Milioni di americani si interrogano sulla durata presunta di vita del motore delle proprie automobili. Con questi nuovi limiti 74 milioni di vetture dovrebbero essere rapidamente avviate alla rottamazione.
In Italia utilizziamo biocarburanti dal rendimento energetico anche inferiore. Dagli stessi gruppi ambientalisti, un po’ in tutto il mondo, sta emergendo una sempre maggiore contestazione del bicoarburante di prima generazione. Persino il premio Nobel per la pace Al Gore, autore del film An Inconvenient Truth sull’effetto serra, adesso dice che «l’uso dell’etanolo è stato un errore. Il guadagno della riconversione energetica è, nel migliore dei casi, molto basso».
Maggiori soddisfazioni, in Europa – dove è il biodiesel il biocarburante prevalente – potrebbero arrivare dalla nuova generazione di biocarburanti. Ne fanno parte combustibili prodotti da coltivazioni non destinate all’uso alimentare o da residui forestali, con un dispendio minimo in termini di fertilizzanti e irrigazione.

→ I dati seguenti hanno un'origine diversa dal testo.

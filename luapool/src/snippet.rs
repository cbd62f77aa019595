//! Named Lua snippets, syntax-checked once and run many times.

use std::collections::HashMap;
use std::path::Path;
use std::sync::{Arc, RwLock};

use mlua::{Lua, LuaOptions, StdLib};

use crate::error::{PoolError, Result};

/// A compiled-and-validated piece of Lua source.
#[derive(Debug, Clone, PartialEq, Eq)]
pub struct Snippet {
    name: String,
    source: Arc<str>,
}

impl Snippet {
    pub fn name(&self) -> &str {
        &self.name
    }

    pub fn source(&self) -> &str {
        &self.source
    }
}

/// Snippets by name.
#[derive(Debug, Default)]
pub struct SnippetRegistry {
    snippets: RwLock<HashMap<String, Snippet>>,
}

impl SnippetRegistry {
    pub fn new() -> Self {
        Self::default()
    }

    /// Check that `code` compiles without running it.
    fn validate(name: &str, code: &str) -> Result<()> {
        let compile_error = |e: mlua::Error| PoolError::Compile {
            name: name.to_string(),
            message: e.to_string(),
        };
        let lua = Lua::new_with(StdLib::NONE, LuaOptions::default())?;
        lua.load(code)
            .set_name(name)
            .into_function()
            .map_err(compile_error)?;
        Ok(())
    }

    /// Compile `code` and store it under `name`. An existing snippet is kept
    /// unless `recompile` is set. Returns whether the registry changed.
    pub fn compile_string(&self, name: &str, code: &str, recompile: bool) -> Result<bool> {
        if !recompile && self.exists(name) {
            return Ok(false);
        }

        Self::validate(name, code)?;

        let snippet = Snippet {
            name: name.to_string(),
            source: Arc::from(code),
        };
        self.snippets
            .write()
            .unwrap_or_else(|poisoned| poisoned.into_inner())
            .insert(name.to_string(), snippet);
        tracing::debug!(snippet = name, bytes = code.len(), "Compiled snippet");
        Ok(true)
    }

    /// Read a file and register its contents as `name`.
    pub fn compile_file(&self, name: &str, path: impl AsRef<Path>, recompile: bool) -> Result<bool> {
        if !recompile && self.exists(name) {
            return Ok(false);
        }
        let code = std::fs::read_to_string(path.as_ref())?;
        self.compile_string(name, &code, recompile)
    }

    pub fn get(&self, name: &str) -> Result<Snippet> {
        self.snippets
            .read()
            .unwrap_or_else(|poisoned| poisoned.into_inner())
            .get(name)
            .cloned()
            .ok_or_else(|| PoolError::SnippetNotFound(name.to_string()))
    }

    pub fn exists(&self, name: &str) -> bool {
        self.snippets
            .read()
            .unwrap_or_else(|poisoned| poisoned.into_inner())
            .contains_key(name)
    }

    /// Registered names, sorted.
    pub fn names(&self) -> Vec<String> {
        let mut names: Vec<String> = self
            .snippets
            .read()
            .unwrap_or_else(|poisoned| poisoned.into_inner())
            .keys()
            .cloned()
            .collect();
        names.sort();
        names
    }
}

Nel Parco tecnologico di Rivalta Scrivia, sede piemontese del Distretto agroenergetico del Nord Ovest, la Mossi & Ghisolfi, colosso italiano della chimica, ha già attivato una raffineria sperimentale, diretta non a caso da un ingegnere brasiliano, che produce bioetanolo a partire dalla canna Arundo donax, una pianta palustre che può crescere tutto l’anno su terreni marginali e che l’azienda coltiva oggi su una superficie di 60 ettari nella provincia di Alessandria. Si prevede la raffinazione di 45mila tonnellate di biocarburante già dal prossimo anno.
Esiste anche il biometano. Può essere utilizzato senza modifiche ai motori nelle auto già a metano. Può essere prodotto dai liquami e letami degli allevamenti, dalle acque reflue, dalla frazione organica dei rifiuti urbani, dai sottoprodotti della filiera agricola e dagli scarti di macellazione.
Un’altra soluzione passa dalle alghe. Un recente rapporto della società di analisi di mercato Sbi Energy dice che entro il 2015 il mercato del biofuel prodotto con le alghe passerà dai 271 milioni di dollari stimati nel 2010 a 1,6 miliardi di dollari, con un tasso di crescita del 43%.
In Italia ci lavorano due società. La genovese Biotema vuole progettare un impianto su scala industriale. La romana Enalg, in partnership con la spagnola Bfs, ha già realizzato ad Alicante un impianto affiancato all’enorme cementificio della messicana Cemex. Le alghe coltivate attraverso la fotosintesi assorbono la CO2 emessa dal cementificio e vengono poi estratte per farne biocarburante: 2,2 tonnellate di CO2 producono un barile di carburante. Enalg vuole provare a costruire un impianto dimostrativo sull’isola di Pellestrina.
Tutte vorrebbero più incentivi. In Italia sono scarsi (un centinaio di milioni di euro all’anno). Secondo gli studi del Politecnico di Milano lo Stato italiano, con metà dell’attuale incentivo riservato all’energia elettrica da fonte rinnovabile, potrebbe rendere ampiamente competitivo il biometano, per il quale l’Italia dispone già di una buona rete infrastrutturale e di una filiera (quella del metano tradizionale) tra le più avanzate in Europa.